⟨
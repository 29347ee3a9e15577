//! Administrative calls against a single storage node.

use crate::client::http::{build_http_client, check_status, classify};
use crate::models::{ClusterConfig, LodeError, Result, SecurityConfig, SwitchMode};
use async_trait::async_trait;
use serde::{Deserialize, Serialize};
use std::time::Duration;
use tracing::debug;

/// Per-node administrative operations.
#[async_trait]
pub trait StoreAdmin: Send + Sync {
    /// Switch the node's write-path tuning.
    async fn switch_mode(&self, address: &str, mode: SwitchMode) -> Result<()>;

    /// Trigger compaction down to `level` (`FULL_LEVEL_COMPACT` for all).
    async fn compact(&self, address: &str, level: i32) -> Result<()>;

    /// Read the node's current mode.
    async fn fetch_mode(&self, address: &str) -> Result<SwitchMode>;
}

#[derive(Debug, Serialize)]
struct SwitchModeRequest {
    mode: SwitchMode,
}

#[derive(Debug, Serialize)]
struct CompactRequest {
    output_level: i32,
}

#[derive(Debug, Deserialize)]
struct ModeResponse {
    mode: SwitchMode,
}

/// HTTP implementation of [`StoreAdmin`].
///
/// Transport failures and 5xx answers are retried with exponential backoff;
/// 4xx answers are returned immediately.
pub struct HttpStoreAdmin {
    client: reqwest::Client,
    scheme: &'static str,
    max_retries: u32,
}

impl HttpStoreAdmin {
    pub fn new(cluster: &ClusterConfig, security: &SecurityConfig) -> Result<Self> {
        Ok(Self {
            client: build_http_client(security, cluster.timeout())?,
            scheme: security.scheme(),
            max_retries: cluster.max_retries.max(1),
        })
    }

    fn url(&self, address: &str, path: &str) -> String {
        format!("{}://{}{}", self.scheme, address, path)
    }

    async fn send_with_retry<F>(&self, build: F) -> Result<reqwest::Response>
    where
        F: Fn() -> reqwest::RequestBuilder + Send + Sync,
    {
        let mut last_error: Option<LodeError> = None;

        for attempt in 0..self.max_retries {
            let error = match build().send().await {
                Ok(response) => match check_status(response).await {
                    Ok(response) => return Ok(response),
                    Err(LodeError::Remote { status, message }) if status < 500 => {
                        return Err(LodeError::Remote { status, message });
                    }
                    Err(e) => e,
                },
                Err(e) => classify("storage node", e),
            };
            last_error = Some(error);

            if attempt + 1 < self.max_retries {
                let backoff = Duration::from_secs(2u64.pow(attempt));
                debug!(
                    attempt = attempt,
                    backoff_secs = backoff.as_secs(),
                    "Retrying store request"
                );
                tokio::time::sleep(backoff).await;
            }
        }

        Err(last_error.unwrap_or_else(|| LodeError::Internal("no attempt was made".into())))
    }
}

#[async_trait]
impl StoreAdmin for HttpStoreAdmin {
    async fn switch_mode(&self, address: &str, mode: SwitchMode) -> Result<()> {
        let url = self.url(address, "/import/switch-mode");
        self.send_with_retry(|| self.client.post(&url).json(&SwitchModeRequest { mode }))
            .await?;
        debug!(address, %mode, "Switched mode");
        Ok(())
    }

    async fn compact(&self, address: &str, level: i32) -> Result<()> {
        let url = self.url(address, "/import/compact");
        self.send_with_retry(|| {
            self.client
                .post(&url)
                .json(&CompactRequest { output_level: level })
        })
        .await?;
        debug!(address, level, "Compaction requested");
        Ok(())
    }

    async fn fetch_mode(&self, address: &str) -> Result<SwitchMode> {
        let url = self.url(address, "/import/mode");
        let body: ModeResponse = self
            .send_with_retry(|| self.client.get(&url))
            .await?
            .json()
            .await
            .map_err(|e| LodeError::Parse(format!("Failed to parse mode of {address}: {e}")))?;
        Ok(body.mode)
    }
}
⟩
Restate the tail of the listing word for word, beginning at the line containing "let body: ModeResponse = self".

Answer to the problem:
        let body: ModeResponse = self
            .send_with_retry(|| self.client.get(&url))
            .await?
            .json()
            .await
            .map_err(|e| LodeError::Parse(format!("Failed to parse mode of {address}: {e}")))?;
        Ok(body.mode)
    }
}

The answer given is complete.